Alien, el escenario del miedo

Imaginemos por un momento y tratemos de visualizar un largo corredor sin entradas de luz ni ventanas. Las paredes recubiertas de mangueras goteantes y unos cuantos agujeros que dejan salir vapor caliente. Las gotas de aceite caen del techo y pese a que se puede ver, el color predominante es negro. ¿Cómo te sientes? ¿Incómodo? Agreguemos a dicho entorno una criatura, un animal semejante a un insecto de dos metros, garras largas, afiladas, creando un sonido desgarrador al chocar con el metal de la tubería mientras se acerca mostrando los colmillos en forma amenazante…

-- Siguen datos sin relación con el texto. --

//! Error types for pool synchronization
//!
//! Configuration and provider problems are surfaced to the user, address
//! problems drop a record or mark a detail page as not found, and write
//! failures bubble up verbatim as action notifications. Per-field read
//! failures are normally recovered by the loaders and never leave them.

use thiserror::Error;

/// Core error type for pool synchronization operations
#[derive(Error, Debug)]
pub enum PoolError {
    /// Factory address unset, placeholder or malformed
    #[error("Factory contract not configured: {0}")]
    Configuration(String),

    /// No wallet provider present
    #[error("Wallet provider unavailable: {0}")]
    ProviderUnavailable(String),

    /// Address failed format or checksum validation
    #[error("Invalid address: {0}")]
    InvalidAddress(String),

    /// No deployed code at the address, or the code is not a pool
    #[error("No contract found at address: {0}")]
    NotAContract(String),

    /// A single contract read failed
    #[error("Read failed: {0}")]
    ReadFailure(String),

    /// Transaction rejected or reverted
    #[error("Transaction failed: {0}")]
    WriteFailure(String),

    /// Transaction never showed up in a block
    #[error("Transaction {tx_hash} not confirmed after {attempts} attempts")]
    Unconfirmed { tx_hash: String, attempts: u32 },

    /// Loaded pool state rules the action out; nothing was sent
    #[error("Action not available: {0}")]
    NotEligible(String),

    /// A write was requested without a connected account
    #[error("Wallet not connected")]
    WalletNotConnected,

    /// JSON-RPC error object returned by the node or wallet
    #[error("{message}")]
    Rpc { code: i64, message: String },

    /// Malformed ABI payload
    #[error("ABI decoding error: {0}")]
    Abi(String),

    /// Rejected user input other than amounts
    #[error("Invalid input: {0}")]
    InvalidInput(String),

    /// Unparseable or out of range amount
    #[error("Invalid amount: {0}")]
    InvalidAmount(String),

    #[error("Network error: {0}")]
    Network(#[from] reqwest::Error),

    #[error("JSON error: {0}")]
    Json(#[from] serde_json::Error),
}

// Helper functions for common error scenarios
impl PoolError {
    /// Create an invalid address error
    pub fn invalid_address(address: impl Into<String>) -> Self {
        Self::InvalidAddress(address.into())
    }

    /// Create a non-contract error
    pub fn not_a_contract(address: impl Into<String>) -> Self {
        Self::NotAContract(address.into())
    }

    /// Create a read failure tagged with the contract function that failed
    pub fn read_failed(function: &str, reason: impl std::fmt::Display) -> Self {
        Self::ReadFailure(format!("{}: {}", function, reason))
    }

    /// Create an ABI decoding error
    pub fn abi(msg: impl Into<String>) -> Self {
        Self::Abi(msg.into())
    }

    /// True for errors that mean the target record should not be shown at all
    pub fn is_not_found(&self) -> bool {
        matches!(self, Self::InvalidAddress(_) | Self::NotAContract(_))
    }
}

Es inverosímil, pero Alien: El octavo pasajero cumple este 2017 la edad de 38 años. Fue en 1979 cuando Ridley Scott, director de otros clásicos fílmicos como Blade Runner o Gladiador,mostró al mundo por primera vez a su extraterrestre más aterrador, el xenomorfo. Esta semana se estrena la sexta película (octava si contamos las dos entregas de Alien vs Depredador) que toma lugar dentro de este mundo ficticio, por lo que brinda el contexto perfecto para hablar acerca de qué hizo tan célebre la primera cinta, y en mi opinión, podemos reducir su éxito a un factor principal: sus escenarios.

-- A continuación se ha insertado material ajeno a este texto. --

//! Conversions between wei and human-readable ether amounts

use alloy_primitives::utils::{
    format_ether as format_units_ether, parse_ether as parse_units_ether,
};
use alloy_primitives::U256;

use crate::error::PoolError;

/// Number of wei in one ether
pub const WEI_PER_ETHER: U256 = U256::from_limbs([1_000_000_000_000_000_000, 0, 0, 0]);

const ETHER_DECIMALS: usize = 18;

/// Render a wei amount as a decimal ether string
///
/// Always keeps at least one fractional digit (`1.0`, `0.5`, `12.345`).
pub fn format_ether(wei: U256) -> String {
    let full = format_units_ether(wei);
    let trimmed = full.trim_end_matches('0');
    if trimmed.ends_with('.') {
        format!("{}0", trimmed)
    } else {
        trimmed.to_string()
    }
}

/// Parse a decimal ether string into wei
///
/// Only plain unsigned decimals are accepted; signs, exponents and more than
/// 18 fractional digits are refused before conversion.
pub fn parse_ether(input: &str) -> Result<U256, PoolError> {
    let value = input.trim();
    let invalid = || PoolError::InvalidAmount(input.to_string());

    let (whole, fraction) = value.split_once('.').unwrap_or((value, ""));

    if whole.is_empty() && fraction.is_empty() {
        return Err(invalid());
    }
    if !whole.chars().all(|c| c.is_ascii_digit()) || !fraction.chars().all(|c| c.is_ascii_digit())
    {
        return Err(invalid());
    }
    if fraction.len() > ETHER_DECIMALS {
        return Err(PoolError::InvalidAmount(format!(
            "{} (more than {} decimals)",
            input, ETHER_DECIMALS
        )));
    }

    let normalized = format!(
        "{}.{}",
        if whole.is_empty() { "0" } else { whole },
        if fraction.is_empty() { "0" } else { fraction }
    );
    parse_units_ether(&normalized).map_err(|_| invalid())
}

/// Decimal form of a hex chain id (`0x89` -> 137)
pub fn chain_id_decimal(chain_id: &str) -> Option<u64> {
    let digits = chain_id
        .strip_prefix("0x")
        .or_else(|| chain_id.strip_prefix("0X"))
        .unwrap_or(chain_id);
    u64::from_str_radix(digits, 16).ok()
}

Pasillos sombríos, con iluminación natural en un set tamaño real de la nave Nostromo, donde los actores tropezaban y la producción batallaba por colocar al xenomorfo en las posiciones deseadas, en los que la cámara se sentía atrapada y la imagen era eclipsada por las paredes llenas de tubos y mangueras que no te permitían identificar el Alien. Ridley Scott ha hablado mucho acerca de su insistencia para crear dicho set, que era revolucionario en la época (al igual que hoy) y creó visuales imperdibles e inmortales en la historia del cine.

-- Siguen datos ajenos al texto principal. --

//! Write actions
//!
//! Each action is submitted through the gateway and only reported successful
//! once its receipt is mined. Failures are returned verbatim; nothing is
//! retried and no local state is touched.

use alloy_primitives::U256;
use chrono::{DateTime, Utc};
use serde::Serialize;

use crate::address::{self, Address};
use crate::config::PoolConfig;
use crate::error::PoolError;
use crate::gateway::ContractGateway;
use crate::pool::PoolDetail;
use crate::provider::TransactionReceipt;
use crate::session::SessionHandle;
use crate::view::ActionEligibility;

/// A user-initiated write
#[derive(Clone, Debug, PartialEq, Eq)]
pub enum PoolAction {
    CreatePool {
        name: String,
        goal_amount_wei: U256,
        duration_days: u64,
    },
    Fund {
        pool: String,
        amount_wei: U256,
    },
    AddCandidate {
        pool: String,
        candidate: String,
    },
    Vote {
        pool: String,
        candidate: String,
    },
    ClosePool {
        pool: String,
    },
    WithdrawToWinner {
        pool: String,
    },
    ClaimRefund {
        pool: String,
    },
}

impl PoolAction {
    /// Target pool, `None` for factory actions
    pub fn pool(&self) -> Option<&str> {
        match self {
            PoolAction::CreatePool { .. } => None,
            PoolAction::Fund { pool, .. }
            | PoolAction::AddCandidate { pool, .. }
            | PoolAction::Vote { pool, .. }
            | PoolAction::ClosePool { pool }
            | PoolAction::WithdrawToWinner { pool }
            | PoolAction::ClaimRefund { pool } => Some(pool.as_str()),
        }
    }

    /// Refuse an action that `detail`, the loaded state of its target pool,
    /// already rules out
    pub fn ensure_eligible(
        &self,
        detail: &PoolDetail,
        account: Option<Address>,
        now: DateTime<Utc>,
    ) -> Result<(), PoolError> {
        let actions = ActionEligibility::evaluate(detail, account, now);

        let (allowed, reason) = match self {
            PoolAction::CreatePool { .. } => return Ok(()),
            PoolAction::Fund { .. } => (
                actions.can_fund,
                "this pool is no longer accepting contributions",
            ),
            PoolAction::AddCandidate { .. } => (
                actions.can_add_candidate,
                "only the creator can add candidates while the pool is open",
            ),
            PoolAction::Vote { candidate, .. } => {
                let candidate = address::parse(candidate)?;
                (
                    actions.can_vote_for(detail, &candidate),
                    "you are not eligible to vote for this candidate",
                )
            }
            PoolAction::ClosePool { .. } => (
                actions.can_close,
                "the pool can only be closed once its deadline has passed",
            ),
            PoolAction::WithdrawToWinner { .. } => (
                actions.can_withdraw,
                "funds can only be withdrawn from a successful pool",
            ),
            PoolAction::ClaimRefund { .. } => (
                actions.can_claim_refund,
                "no refund is available for this account",
            ),
        };

        if allowed {
            Ok(())
        } else {
            Err(PoolError::NotEligible(reason.to_string()))
        }
    }

    fn success_message(&self) -> (&'static str, &'static str) {
        match self {
            PoolAction::CreatePool { .. } => (
                "Pool Created!",
                "Your fund pool has been created successfully.",
            ),
            PoolAction::Fund { .. } => ("Success!", "Your contribution has been sent."),
            PoolAction::AddCandidate { .. } => ("Success!", "Candidate added successfully."),
            PoolAction::Vote { .. } => ("Success!", "Your vote has been cast."),
            PoolAction::ClosePool { .. } => ("Success!", "Pool has been closed."),
            PoolAction::WithdrawToWinner { .. } => {
                ("Success!", "Funds have been withdrawn to the winner.")
            }
            PoolAction::ClaimRefund { .. } => ("Success!", "Your refund has been processed."),
        }
    }
}

#[derive(Clone, Copy, Debug, PartialEq, Eq, Serialize)]
#[serde(rename_all = "lowercase")]
pub enum NotificationKind {
    Success,
    Error,
}

/// Outcome message for the host to show
#[derive(Clone, Debug, PartialEq, Eq, Serialize)]
pub struct Notification {
    pub kind: NotificationKind,
    pub title: String,
    pub description: String,
}

impl Notification {
    pub fn for_result(
        action: &PoolAction,
        result: &Result<TransactionReceipt, PoolError>,
    ) -> Self {
        match result {
            Ok(_) => {
                let (title, description) = action.success_message();
                Self {
                    kind: NotificationKind::Success,
                    title: title.to_string(),
                    description: description.to_string(),
                }
            }
            Err(e) => Self {
                kind: NotificationKind::Error,
                title: "Error".to_string(),
                description: e.to_string(),
            },
        }
    }

    pub fn is_success(&self) -> bool {
        self.kind == NotificationKind::Success
    }
}

pub struct ActionDispatcher {
    session: SessionHandle,
    config: PoolConfig,
}

impl ActionDispatcher {
    pub fn new(session: SessionHandle, config: PoolConfig) -> Self {
        Self { session, config }
    }

    /// Submit `action` from the session's current account and wait for it
    pub async fn execute(&self, action: &PoolAction) -> Result<TransactionReceipt, PoolError> {
        let provider = self.session.provider()?.clone();
        let from = self
            .session
            .snapshot()
            .account()
            .ok_or(PoolError::WalletNotConnected)?;
        let gateway = ContractGateway::with_config(provider, &self.config);

        log::info!("Executing {:?} from {}", action, from);

        match action {
            PoolAction::CreatePool {
                name,
                goal_amount_wei,
                duration_days,
            } => {
                let factory_address = self.config.factory_address()?;
                if name.trim().is_empty() {
                    return Err(PoolError::InvalidInput("pool name is required".to_string()));
                }
                if goal_amount_wei.is_zero() {
                    return Err(PoolError::InvalidAmount("goal must be positive".to_string()));
                }
                if *duration_days == 0 {
                    return Err(PoolError::InvalidAmount(
                        "duration must be at least one day".to_string(),
                    ));
                }
                let factory = gateway.factory(&factory_address).await?;
                factory
                    .create_fund_pool(&from, name.trim(), *goal_amount_wei, *duration_days)
                    .await
            }
            PoolAction::Fund { pool, amount_wei } => {
                if amount_wei.is_zero() {
                    return Err(PoolError::InvalidAmount(
                        "contribution must be positive".to_string(),
                    ));
                }
                gateway.pool(pool).await?.fund(&from, *amount_wei).await
            }
            PoolAction::AddCandidate { pool, candidate } => {
                let candidate = address::parse(candidate)?;
                gateway.pool(pool).await?.add_candidate(&from, &candidate).await
            }
            PoolAction::Vote { pool, candidate } => {
                let candidate = address::parse(candidate)?;
                gateway.pool(pool).await?.vote(&from, &candidate).await
            }
            PoolAction::ClosePool { pool } => gateway.pool(pool).await?.close_pool(&from).await,
            PoolAction::WithdrawToWinner { pool } => {
                gateway.pool(pool).await?.withdraw_to_winner(&from).await
            }
            PoolAction::ClaimRefund { pool } => gateway.pool(pool).await?.claim_refund(&from).await,
        }
    }

    /// Execute and turn the outcome into a notification
    pub async fn dispatch(
        &self,
        action: &PoolAction,
    ) -> (Notification, Option<TransactionReceipt>) {
        let result = self.execute(action).await;
        if let Err(ref e) = result {
            log::error!("Action {:?} failed: {}", action, e);
        }
        let notification = Notification::for_result(action, &result);
        (notification, result.ok())
    }
}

En cualquier película, uno de los retos más grandes para un director es el escenario en que va a desenvolver la historia, debido a que cada persona relaciona un entorno con un sentimiento particular que se basa en la experiencia de la misma. Por ejemplo, si yo hablo de la Feria de Todos los Santos, algunos pensarán en tumultos, otros en diversiones mecánicas, y otros en comida y tradición, dependiendo de que les atraiga (o no) en el lugar. Lo mismo ocurre en el cine. Lo que vemos detrás del personaje central determinará cómo nos sintamos acerca del mismo; es por ello que en las películas románticas el color predominante suele ser el rojo (pasión, romance) o el rosa (ternura, debilidad); en las históricas, el gris o el blanco (tonos solemnes), y en las de terror, como Alien, el negro (la siempre temible noche).

Sin embargo, no es suficiente con pintar las paredes del set; hay que hacerlo sentir real. La clave en este filme es la atención al detalle del equipo de producción. Como mencioné antes, toda la luz es natural, proveída por los escenarios y no por iluminación externa como suele filmarse. También el equipo de cámaras caminaba junto a los actores en los pasillos, pese a la dificultad que esto representaba para crear una sensación de claustrofobia.

Hay más detalles relevantes que incluyen el diseño gótico, así como las influencias que el terror clásico tiene en el filme, pero necesitaríamos de un libro para redactarlas todas a detalle. Lo principal es que El octavo pasajero nos muestra cómo el entorno modifica nuestros sentimientos respecto a una situación particular. De ahí viene el terror, de ahí nace el miedo y ahí reside el rotundo éxito del xenomorfo.